Another case featured an attacker lying dormant for a long period, waiting for a single UDP packet to open a secondary backdoor. That taught me that patient adversaries might appear inactive. By the time they trigger their payload, it’s often too late. You can’t always rely on obvious signs like flashy ransomware alerts. Sometimes it’s the tiniest signals that matter most.
Tell us about your involvement with the Volatility Foundation. What role does the foundation play, and how do you foster new talent there?
Volatility is an open-source memory forensics project. My current focus with the foundation is mentorship—encouraging new contributors to develop plugins, improve documentation and build upon the tool. It’s great to see newcomers add fresh ideas, especially students looking to demonstrate their skills in forensic research.
Since this series highlights women in security, what is your view on gender diversity in digital forensics?
I’ve found the digital forensics community very welcoming to women and people of all backgrounds. Compared to some other security subfields, forensics has been more inclusive. There’s a strong sense of collaboration; if someone has curiosity and willingness to learn, they tend to be embraced here. We continue pushing for broader diversity through mentorship and open-source participation, so everyone can feel at home in this space.
True crime and forensics are extremely popular right now, even in mainstream culture. A lot of us hear about data breaches—like the 23andMe incident. From your perspective, what steps should organizations and individuals take to protect data?
From an individual standpoint:
- Use strong passwords and multifactor authentication (MFA).
- Avoid reusing passwords across multiple sites.
- Limit the personal data you provide. If a platform doesn’t actually require your birthday, consider using a placeholder or different date.
For organizations:
- Encrypt stored data so it’s not easily accessible if breached.
- Implement data retention limits, so only necessary information is kept.
- Conduct regular tabletop exercises to rehearse worst-case breach scenarios.
- Deploy security solutions that provide visibility, so if there’s a breach, alarms are triggered quickly.
Phishing remains a huge problem, as we’ve seen with recent high-profile data breaches. What forensic methods help organizations respond after a phishing incident?
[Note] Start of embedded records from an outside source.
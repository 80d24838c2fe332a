//! The audit chain: append-only, hash-linked, signed.
//!
//! Every significant transition — task creation, thought status change,
//! accepted DMA results, action selection, guardrail decisions, handler
//! outcomes, secret access, configuration changes, runtime control — lands
//! here as one row:
//!
//! 1. `sequence_number` strictly monotonic and gap-free, assigned under the
//!    sequence lock;
//! 2. `entry_hash = SHA-256(canonical(sequence‖timestamp‖type‖originator‖payload‖previous_hash))`;
//! 3. `signature = Ed25519(entry_hash)` under the current signing key.
//!
//! Verification is a full pass over the whole chain or a sampled pass over
//! the last N rows. A hash mismatch or sequence gap renders the chain
//! invalid; nothing attempts repair.

pub mod chain;
pub mod signing;
pub mod store;

use std::path::Path;

use chrono::{DateTime, Utc};
use miette::Diagnostic;
use serde::{Deserialize, Serialize};
use serde_json::Value;
use thiserror::Error;
use tokio::sync::Mutex;
use tracing::instrument;
use uuid::Uuid;

use crate::types::ErrorClass;
use chain::{GENESIS_PREVIOUS_HASH, VerificationReport, entry_hash_bytes, to_hex, verify_run};
use signing::{KeyRecord, SigningKeyHandle};
use store::AuditStore;

// ============================================================================
// Entry model
// ============================================================================

/// The type of a recorded transition.
#[derive(Clone, Copy, Debug, PartialEq, Eq, Hash, Serialize, Deserialize)]
#[serde(rename_all = "snake_case")]
pub enum AuditEventType {
    /// A task was created.
    TaskCreated,
    /// A task changed status.
    TaskStatusChanged,
    /// A thought changed status.
    ThoughtStatusChanged,
    /// A DMA triple was accepted for a thought.
    DmaResultAccepted,
    /// The selector chose an action.
    ActionSelected,
    /// The guardrail stack ruled on an action.
    GuardrailDecision,
    /// A handler finished executing an action.
    HandlerOutcome,
    /// A secret was accessed.
    SecretAccess,
    /// A configuration change was proposed, applied, or rolled back.
    ConfigChange,
    /// A runtime-control verb was invoked.
    RuntimeControl,
}

impl AuditEventType {
    /// Stable text form used in rows.
    #[must_use]
    pub fn as_str(self) -> &'static str {
        match self {
            Self::TaskCreated => "task_created",
            Self::TaskStatusChanged => "task_status_changed",
            Self::ThoughtStatusChanged => "thought_status_changed",
            Self::DmaResultAccepted => "dma_result_accepted",
            Self::ActionSelected => "action_selected",
            Self::GuardrailDecision => "guardrail_decision",
            Self::HandlerOutcome => "handler_outcome",
            Self::SecretAccess => "secret_access",
            Self::ConfigChange => "config_change",
            Self::RuntimeControl => "runtime_control",
        }
    }
}

/// One appended audit row.
#[derive(Clone, Debug, PartialEq, Serialize, Deserialize)]
pub struct AuditEntry {
    /// Gap-free, strictly monotonic sequence number.
    pub sequence_number: u64,
    /// Opaque event identifier.
    pub event_id: String,
    /// Event timestamp.
    pub event_timestamp: DateTime<Utc>,
    /// Event type text.
    pub event_type: String,
    /// Identity that caused the transition.
    pub originator_id: String,
    /// Structured payload; never contains secret plaintext.
    pub payload: Value,
    /// The prior entry's hash, or the genesis marker.
    pub previous_hash: String,
    /// SHA-256 over the canonical entry content, hex.
    pub entry_hash: String,
    /// Base64 Ed25519 signature over the entry hash; a null signature is
    /// an integrity warning, not a failure.
    pub signature: Option<String>,
    /// Key that produced the signature.
    pub signing_key_id: Option<String>,
}

// ============================================================================
// Errors
// ============================================================================

/// Errors from the audit subsystem.
#[derive(Debug, Error, Diagnostic)]
pub enum AuditError {
    /// Underlying database error.
    #[error("audit database error: {0}")]
    #[diagnostic(code(praxis::audit::sqlx))]
    Sqlx(#[from] sqlx::Error),

    /// A stored row could not be mapped back.
    #[error("corrupt audit row: {detail}")]
    #[diagnostic(code(praxis::audit::corrupt))]
    Corrupt {
        /// Description of the malformed column.
        detail: String,
    },

    /// Key or signature material was malformed.
    #[error("signing failure: {detail}")]
    #[diagnostic(code(praxis::audit::signing))]
    Signing {
        /// Description of the problem.
        detail: String,
    },

    /// Verification found the chain broken. Fatal.
    #[error("audit chain invalid at sequence {sequence}: {reason}")]
    #[diagnostic(
        code(praxis::audit::chain_broken),
        help("Halt processing and surface via the emergency channel; the chain is not repaired automatically.")
    )]
    ChainBroken {
        /// Sequence number of the first failure.
        sequence: u64,
        /// What was wrong.
        reason: String,
    },
}

impl AuditError {
    /// Propagation class per the engine error taxonomy.
    #[must_use]
    pub fn class(&self) -> ErrorClass {
        match self {
            Self::Sqlx(_) => ErrorClass::TransientExternal,
            Self::Corrupt { .. } | Self::Signing { .. } | Self::ChainBroken { .. } => {
                ErrorClass::Integrity
            }
        }
    }
}

// ============================================================================
// Service
// ============================================================================

/// The audit service: appends signed entries and verifies the chain.
pub struct AuditService {
    store: AuditStore,
    /// Sequence assignment and append are serialized under this lock, so
    /// audit order is a total order consistent with wall-clock order.
    sequence_lock: Mutex<SigningKeyHandle>,
}

impl std::fmt::Debug for AuditService {
    fn fmt(&self, f: &mut std::fmt::Formatter<'_>) -> std::fmt::Result {
        f.debug_struct("AuditService").finish_non_exhaustive()
    }
}

impl AuditService {
    /// Open the audit database and register a fresh signing key.
    ///
    /// # Errors
    ///
    /// Returns [`AuditError`] if the database cannot be opened or the key
    /// cannot be registered.
    pub async fn open(path: &Path) -> Result<Self, AuditError> {
        let store = AuditStore::open(path).await?;
        let handle = SigningKeyHandle::generate();
        store
            .insert_key(&KeyRecord {
                key_id: handle.key_id().to_string(),
                public_key: handle.public_key_b64(),
                created_at: Utc::now(),
                revoked_at: None,
            })
            .await?;
        Ok(Self {
            store,
            sequence_lock: Mutex::new(handle),
        })
    }

    /// Append one signed entry and return it.
    ///
    /// # Errors
    ///
    /// Returns [`AuditError`] on storage failure; the sequence number is
    /// not consumed in that case.
    #[instrument(skip(self, payload), fields(event_type = event_type.as_str()))]
    pub async fn record(
        &self,
        event_type: AuditEventType,
        originator_id: &str,
        payload: Value,
    ) -> Result<AuditEntry, AuditError> {
        let handle = self.sequence_lock.lock().await;

        let head = self.store.chain_head().await?;
        let (sequence_number, previous_hash) = match head {
            Some((sequence, hash)) => (sequence + 1, hash),
            None => (1, GENESIS_PREVIOUS_HASH.to_string()),
        };

        let event_timestamp = Utc::now();
        let hash = entry_hash_bytes(
            sequence_number,
            event_timestamp,
            event_type.as_str(),
            originator_id,
            &payload,
            &previous_hash,
        );
        let entry = AuditEntry {
            sequence_number,
            event_id: Uuid::new_v4().to_string(),
            event_timestamp,
            event_type: event_type.as_str().to_string(),
            originator_id: originator_id.to_string(),
            payload,
            previous_hash,
            entry_hash: to_hex(&hash),
            signature: Some(handle.sign(&hash)),
            signing_key_id: Some(handle.key_id().to_string()),
        };

        self.store.append(&entry).await?;
        Ok(entry)
    }

    /// Full verification: recompute every hash and walk the whole chain.
    ///
    /// # Errors
    ///
    /// Returns [`AuditError`] on storage failure; a broken chain is
    /// reported in the [`VerificationReport`], not as an error.
    pub async fn verify_full(&self) -> Result<VerificationReport, AuditError> {
        let entries = self.store.all_entries().await?;
        let keys = self.store.all_keys().await?;
        Ok(verify_run(&entries, Some(GENESIS_PREVIOUS_HASH), &keys))
    }

    /// Sampled verification over the last `n` rows, anchored at the first
    /// sampled row's stored previous hash.
    ///
    /// # Errors
    ///
    /// Returns [`AuditError`] on storage failure.
    pub async fn verify_tail(&self, n: u64) -> Result<VerificationReport, AuditError> {
        let entries = self.store.tail_entries(n).await?;
        let keys = self.store.all_keys().await?;
        Ok(verify_run(&entries, None, &keys))
    }

    /// Rotate the signing key: revoke the current one (it stays in the key
    /// table) and register a fresh key for subsequent entries.
    ///
    /// # Errors
    ///
    /// Returns [`AuditError`] on storage failure.
    #[instrument(skip(self))]
    pub async fn rotate_signing_key(&self) -> Result<String, AuditError> {
        let mut handle = self.sequence_lock.lock().await;
        self.store.revoke_key(handle.key_id()).await?;

        let next = SigningKeyHandle::generate();
        self.store
            .insert_key(&KeyRecord {
                key_id: next.key_id().to_string(),
                public_key: next.public_key_b64(),
                created_at: Utc::now(),
                revoked_at: None,
            })
            .await?;
        let key_id = next.key_id().to_string();
        *handle = next;
        Ok(key_id)
    }

    /// The last `n` entries, oldest first (adaptation observer input).
    ///
    /// # Errors
    ///
    /// Returns [`AuditError`] on storage failure.
    pub async fn tail(&self, n: u64) -> Result<Vec<AuditEntry>, AuditError> {
        self.store.tail_entries(n).await
    }

    /// Direct store access for diagnostics and tests.
    #[must_use]
    pub fn store(&self) -> &AuditStore {
        &self.store
    }
}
Effective forensics involves:
- Analyzing email headers to see how attackers disguised themselves.
- Reviewing system logs to determine which accounts or machines are compromised.
- Isolating affected systems swiftly.
- Running incident response (IR) playbooks that outline containment and recovery steps.
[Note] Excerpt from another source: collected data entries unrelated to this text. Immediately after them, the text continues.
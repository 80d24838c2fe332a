//! End-to-end pipeline scenarios: the happy Speak path, secret ingress
//! with withheld egress, guardrail-forced deferral, and ponder escalation.

mod common;

use common::{harness, root_authorization};
use praxis::runtime::{RuntimeControl, Scheduler};
use praxis::types::{TaskStatus, ThoughtStatus};
use serde_json::json;

#[tokio::test]
async fn happy_path_speak_completes_task_and_extends_audit() {
    let h = harness().await;
    let authorization = root_authorization();

    let (task, thought) = h
        .ctx
        .submit_task(&authorization, "c1", "greet the user", 1, "Say hello.")
        .await
        .unwrap();

    let audit_before = h.ctx.audit.tail(100).await.unwrap().len();

    let control = RuntimeControl::new(
        h.ctx.auth.clone(),
        h.ctx.audit.clone(),
        h.ctx.store.clone(),
        h.ctx.adaptation.clone(),
    );
    let mut scheduler = Scheduler::new(h.ctx.clone(), control);
    assert!(scheduler.process_one().await.unwrap());

    // Transport delivered exactly one message to the task's channel.
    let sent = h.transport.sent_messages();
    assert_eq!(sent, vec![("c1".to_string(), "Hello!".to_string())]);

    // Statuses are terminal and consistent.
    assert_eq!(
        h.ctx.store.thought_status(&thought.thought_id).await.unwrap(),
        ThoughtStatus::Completed
    );
    assert_eq!(
        h.ctx.store.task_status(&task.task_id).await.unwrap(),
        TaskStatus::Completed
    );

    // The audit chain was extended and still verifies.
    let audit_after = h.ctx.audit.tail(100).await.unwrap().len();
    assert!(audit_after > audit_before);
    assert!(h.ctx.audit.verify_full().await.unwrap().valid);
}

#[tokio::test]
async fn detected_secret_stays_a_reference_through_speak() {
    let h = harness().await;
    let authorization = root_authorization();

    let (_, thought) = h
        .ctx
        .submit_task(
            &authorization,
            "c1",
            "relay the key",
            1,
            "my key is api_key=sk_test_ABCDEFGHIJKLMNOP0123456789",
        )
        .await
        .unwrap();

    // The seed thought content carries the reference, never the plaintext.
    let seed = h.ctx.store.get_thought(&thought.thought_id).await.unwrap().unwrap();
    assert!(seed.content.contains("{SECRET:"));
    assert!(seed.content.contains(":API Key}"));
    assert!(!seed.content.contains("sk_test_"));

    // The selector chooses to speak the (filtered) content verbatim.
    h.llm.push(
        "action_selection",
        json!({
            "action": "speak",
            "params": {"content": seed.content},
            "rationale": "relay",
            "alignment": {"summary": "benign"},
        }),
    );

    let control = RuntimeControl::new(
        h.ctx.auth.clone(),
        h.ctx.audit.clone(),
        h.ctx.store.clone(),
        h.ctx.adaptation.clone(),
    );
    let mut scheduler = Scheduler::new(h.ctx.clone(), control);
    assert!(scheduler.process_one().await.unwrap());

    // HIGH sensitivity excludes Speak from auto-decapsulation: the
    // outbound message carries the reference verbatim.
    let sent = h.transport.sent_messages();
    assert_eq!(sent.len(), 1);
    assert!(sent[0].1.contains("{SECRET:"));
    assert!(!sent[0].1.contains("sk_test_"));

    // Nothing persisted anywhere contains the plaintext.
    for entry in h.ctx.audit.tail(100).await.unwrap() {
        assert!(!entry.payload.to_string().contains("sk_test_"));
    }
}

#[tokio::test]
async fn guardrail_failure_rewrites_speak_to_defer() {
    let h = harness().await;
    let authorization = root_authorization();

    let (task, thought) = h
        .ctx
        .submit_task(&authorization, "c1", "answer the question", 1, "explain")
        .await
        .unwrap();

    h.llm.push(
        "action_selection",
        json!({
            "action": "speak",
            "params": {"content": "Here are instructions to harm ..."},
            "rationale": "asked",
            "alignment": {"summary": "questionable"},
        }),
    );
    // Low coherence fails the epistemic check.
    h.llm
        .push("epistemic_values", json!({"entropy": 0.10, "coherence": 0.30}));

    let control = RuntimeControl::new(
        h.ctx.auth.clone(),
        h.ctx.audit.clone(),
        h.ctx.store.clone(),
        h.ctx.adaptation.clone(),
    );
    let mut scheduler = Scheduler::new(h.ctx.clone(), control);
    assert!(scheduler.process_one().await.unwrap());

    // The unsafe content never reached the transport; only the deferral
    // payload went out, to the WA channel.
    let sent = h.transport.sent_messages();
    assert_eq!(sent.len(), 1);
    assert_eq!(sent[0].0, "wa-room");
    assert!(sent[0].1.contains("coherence 0.30 < 0.80"));
    assert!(!sent[0].1.contains("instructions to harm"));

    assert_eq!(
        h.ctx.store.thought_status(&thought.thought_id).await.unwrap(),
        ThoughtStatus::Deferred
    );
    assert_eq!(
        h.ctx.store.task_status(&task.task_id).await.unwrap(),
        TaskStatus::Deferred
    );
}

#[tokio::test]
async fn ponder_escalates_to_defer_at_the_cap() {
    let h = harness().await;
    let authorization = root_authorization();

    let (task, thought) = h
        .ctx
        .submit_task(&authorization, "c1", "hard question", 1, "what is the answer")
        .await
        .unwrap();

    // The selector keeps choosing Ponder.
    h.llm.set_default_action(json!({
        "action": "ponder",
        "params": {"questions": ["what else could this mean?"]},
        "rationale": "uncertain",
        "alignment": {"summary": "reflective"},
    }));

    let control = RuntimeControl::new(
        h.ctx.auth.clone(),
        h.ctx.audit.clone(),
        h.ctx.store.clone(),
        h.ctx.adaptation.clone(),
    );
    let mut scheduler = Scheduler::new(h.ctx.clone(), control);

    // Seven rounds of Ponder re-queue the thought each time.
    for round in 1..=7u32 {
        assert!(scheduler.process_one().await.unwrap(), "round {round}");
        let current = h.ctx.store.get_thought(&thought.thought_id).await.unwrap().unwrap();
        assert_eq!(current.status, ThoughtStatus::Pending, "round {round}");
        assert_eq!(current.ponder_count, round, "round {round}");
    }

    // Round 8: Ponder at the cap is materialized as Defer("ponder cap").
    assert!(scheduler.process_one().await.unwrap());
    let finished = h.ctx.store.get_thought(&thought.thought_id).await.unwrap().unwrap();
    assert_eq!(finished.status, ThoughtStatus::Deferred);
    assert_eq!(finished.ponder_count, 7);

    assert_eq!(
        h.ctx.store.task_status(&task.task_id).await.unwrap(),
        TaskStatus::Deferred
    );
    let sent = h.transport.sent_messages();
    assert_eq!(sent.len(), 1);
    assert_eq!(sent[0].0, "wa-room");
    assert!(sent[0].1.contains("ponder cap"));
}

#[tokio::test]
async fn submit_task_requires_write_scope() {
    let h = harness().await;
    let mut observer = root_authorization();
    observer.scopes = vec!["read:any".to_string()];

    let err = h
        .ctx
        .submit_task(&observer, "c1", "nope", 0, "content")
        .await
        .unwrap_err();
    assert_eq!(err.user_message(), "forbidden");
}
- Post-event lessons learned, so the organization can improve training and update processes.
Sadly, smaller organizations often don’t have an IR plan until it’s too late. They don’t think they’re a target. Everyone, regardless of size, should be prepared because attackers look for easy openings.
What emerging threats and tactics do you see on the horizon—especially with AI and deepfakes?
We’re seeing attackers:
- Leverage AI to craft more believable phishing emails and refine their malware.
- Use deepfake voices or videos to pose as employees or partners, bypassing basic security checks.
- Exploit stolen email content to create legitimate-looking invoices or documents.
These trends mean we need to think beyond superficial ‘red flags.’ Even if a voice sounds right or an invoice looks authentic, we must verify through independent methods—like calling the person back on a known number or using separate communication channels to confirm identities.
Before we wrap up, is there anything you’d like to share about your current work at Huntress or any final advice for our audience?
At Huntress, we’re committed to making advanced security accessible, especially for smaller businesses that might not have in-house security teams. We’re also hiring. If you’re passionate about forensics, security or just want to help organizations defend themselves, check out our careers page. We want people who are curious, driven and ready to shape the future of cybersecurity.